◆ **Aim of the task**: From the entries below, copy exactly the lines from the one that contains "for _ in 0..50" through the one that contains "assert_eq!(job.status().await.objects_verified, 1);", both included, and only those.

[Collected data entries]
Segment Open
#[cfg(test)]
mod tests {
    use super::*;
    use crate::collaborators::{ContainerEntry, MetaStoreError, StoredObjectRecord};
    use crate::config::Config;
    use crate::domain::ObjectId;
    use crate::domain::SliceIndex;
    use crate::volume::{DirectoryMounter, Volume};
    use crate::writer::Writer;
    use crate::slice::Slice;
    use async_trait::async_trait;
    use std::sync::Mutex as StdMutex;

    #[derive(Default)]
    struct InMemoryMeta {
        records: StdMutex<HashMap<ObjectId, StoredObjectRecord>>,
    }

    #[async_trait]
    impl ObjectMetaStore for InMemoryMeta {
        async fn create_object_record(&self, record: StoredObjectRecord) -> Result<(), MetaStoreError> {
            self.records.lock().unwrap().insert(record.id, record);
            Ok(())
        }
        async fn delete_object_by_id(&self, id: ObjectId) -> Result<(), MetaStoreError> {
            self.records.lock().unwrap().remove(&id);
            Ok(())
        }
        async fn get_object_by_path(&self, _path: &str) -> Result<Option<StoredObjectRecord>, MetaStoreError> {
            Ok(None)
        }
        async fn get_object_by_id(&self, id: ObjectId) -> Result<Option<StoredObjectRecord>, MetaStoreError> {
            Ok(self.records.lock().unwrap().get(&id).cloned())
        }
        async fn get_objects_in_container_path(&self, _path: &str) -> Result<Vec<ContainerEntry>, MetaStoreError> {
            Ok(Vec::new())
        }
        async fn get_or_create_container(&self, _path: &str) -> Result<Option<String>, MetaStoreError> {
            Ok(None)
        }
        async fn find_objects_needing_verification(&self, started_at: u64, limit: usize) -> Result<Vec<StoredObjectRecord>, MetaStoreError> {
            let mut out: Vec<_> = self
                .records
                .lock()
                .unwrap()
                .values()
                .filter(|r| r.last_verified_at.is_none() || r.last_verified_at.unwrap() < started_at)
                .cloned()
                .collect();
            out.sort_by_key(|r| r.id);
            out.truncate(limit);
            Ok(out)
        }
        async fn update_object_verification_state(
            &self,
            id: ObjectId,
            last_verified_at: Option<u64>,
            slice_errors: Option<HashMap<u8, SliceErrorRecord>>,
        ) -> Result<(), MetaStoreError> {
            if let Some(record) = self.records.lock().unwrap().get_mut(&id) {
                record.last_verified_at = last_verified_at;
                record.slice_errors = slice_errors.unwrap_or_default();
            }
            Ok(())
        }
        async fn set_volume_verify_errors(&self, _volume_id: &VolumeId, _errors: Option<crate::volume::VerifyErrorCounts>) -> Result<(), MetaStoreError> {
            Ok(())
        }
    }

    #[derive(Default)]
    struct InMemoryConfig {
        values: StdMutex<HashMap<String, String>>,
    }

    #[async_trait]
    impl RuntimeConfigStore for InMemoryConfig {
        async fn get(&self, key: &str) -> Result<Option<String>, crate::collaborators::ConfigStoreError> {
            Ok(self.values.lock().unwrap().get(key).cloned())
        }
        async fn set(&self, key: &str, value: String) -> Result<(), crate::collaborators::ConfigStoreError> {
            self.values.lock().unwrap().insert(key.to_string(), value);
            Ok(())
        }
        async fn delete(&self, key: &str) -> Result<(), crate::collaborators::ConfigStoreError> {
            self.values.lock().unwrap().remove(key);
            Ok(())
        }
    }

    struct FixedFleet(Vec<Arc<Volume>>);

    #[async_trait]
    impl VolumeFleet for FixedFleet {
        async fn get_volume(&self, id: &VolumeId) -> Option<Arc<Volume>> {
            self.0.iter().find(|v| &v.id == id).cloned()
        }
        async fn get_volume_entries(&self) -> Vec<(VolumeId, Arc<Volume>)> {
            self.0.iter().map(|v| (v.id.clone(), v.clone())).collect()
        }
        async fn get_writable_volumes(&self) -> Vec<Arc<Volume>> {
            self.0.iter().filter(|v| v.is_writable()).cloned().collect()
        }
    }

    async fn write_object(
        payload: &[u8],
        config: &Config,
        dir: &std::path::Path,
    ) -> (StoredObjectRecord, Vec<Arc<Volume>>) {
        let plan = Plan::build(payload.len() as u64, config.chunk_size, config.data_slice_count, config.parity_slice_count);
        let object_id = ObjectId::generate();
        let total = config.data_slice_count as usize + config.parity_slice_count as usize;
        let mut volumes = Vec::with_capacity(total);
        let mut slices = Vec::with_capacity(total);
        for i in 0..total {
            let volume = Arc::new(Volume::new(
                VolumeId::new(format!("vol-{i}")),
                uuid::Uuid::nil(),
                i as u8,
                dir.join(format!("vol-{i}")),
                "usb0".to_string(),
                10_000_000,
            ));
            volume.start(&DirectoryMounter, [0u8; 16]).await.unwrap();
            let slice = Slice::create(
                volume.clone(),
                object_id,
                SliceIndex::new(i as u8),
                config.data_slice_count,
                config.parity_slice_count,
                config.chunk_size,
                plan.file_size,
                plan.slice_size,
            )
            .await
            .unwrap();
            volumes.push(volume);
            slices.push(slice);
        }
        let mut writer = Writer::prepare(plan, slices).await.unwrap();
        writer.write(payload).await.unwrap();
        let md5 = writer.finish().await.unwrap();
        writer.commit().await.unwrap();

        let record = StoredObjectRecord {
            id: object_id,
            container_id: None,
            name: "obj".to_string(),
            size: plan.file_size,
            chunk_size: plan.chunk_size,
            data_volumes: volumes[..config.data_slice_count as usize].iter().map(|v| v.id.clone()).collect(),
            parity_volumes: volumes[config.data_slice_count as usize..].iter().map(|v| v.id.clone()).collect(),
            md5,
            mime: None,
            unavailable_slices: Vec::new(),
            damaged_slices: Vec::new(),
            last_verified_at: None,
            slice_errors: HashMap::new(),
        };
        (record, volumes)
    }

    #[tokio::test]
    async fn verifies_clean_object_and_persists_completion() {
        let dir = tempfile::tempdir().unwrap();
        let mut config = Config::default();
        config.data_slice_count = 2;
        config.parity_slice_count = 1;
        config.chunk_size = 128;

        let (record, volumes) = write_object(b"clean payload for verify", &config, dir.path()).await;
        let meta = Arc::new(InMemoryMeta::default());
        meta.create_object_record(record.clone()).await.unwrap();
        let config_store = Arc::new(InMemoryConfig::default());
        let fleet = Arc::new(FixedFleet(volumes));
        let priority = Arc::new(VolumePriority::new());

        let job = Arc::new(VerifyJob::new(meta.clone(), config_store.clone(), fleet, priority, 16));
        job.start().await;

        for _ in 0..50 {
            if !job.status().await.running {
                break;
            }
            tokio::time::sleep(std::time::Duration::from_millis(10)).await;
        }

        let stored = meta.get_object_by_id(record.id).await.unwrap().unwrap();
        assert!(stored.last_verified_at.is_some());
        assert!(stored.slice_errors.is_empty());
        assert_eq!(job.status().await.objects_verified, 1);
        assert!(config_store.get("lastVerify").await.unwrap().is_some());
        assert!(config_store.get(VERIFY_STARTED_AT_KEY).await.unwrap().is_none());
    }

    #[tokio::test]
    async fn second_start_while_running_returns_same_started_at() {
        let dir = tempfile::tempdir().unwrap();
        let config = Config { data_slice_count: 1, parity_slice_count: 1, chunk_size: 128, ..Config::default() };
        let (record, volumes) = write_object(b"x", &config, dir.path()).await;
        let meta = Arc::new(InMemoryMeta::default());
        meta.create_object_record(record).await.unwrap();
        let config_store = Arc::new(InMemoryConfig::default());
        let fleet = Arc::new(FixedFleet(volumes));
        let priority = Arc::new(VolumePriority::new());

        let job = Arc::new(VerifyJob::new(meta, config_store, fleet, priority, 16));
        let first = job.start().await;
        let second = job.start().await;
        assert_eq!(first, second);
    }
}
Segment Closed
◆ **Answer space**:
        for _ in 0..50 {
            if !job.status().await.running {
                break;
            }
            tokio::time::sleep(std::time::Duration::from_millis(10)).await;
        }

        let stored = meta.get_object_by_id(record.id).await.unwrap().unwrap();
        assert!(stored.last_verified_at.is_some());
        assert!(stored.slice_errors.is_empty());
        assert_eq!(job.status().await.objects_verified, 1);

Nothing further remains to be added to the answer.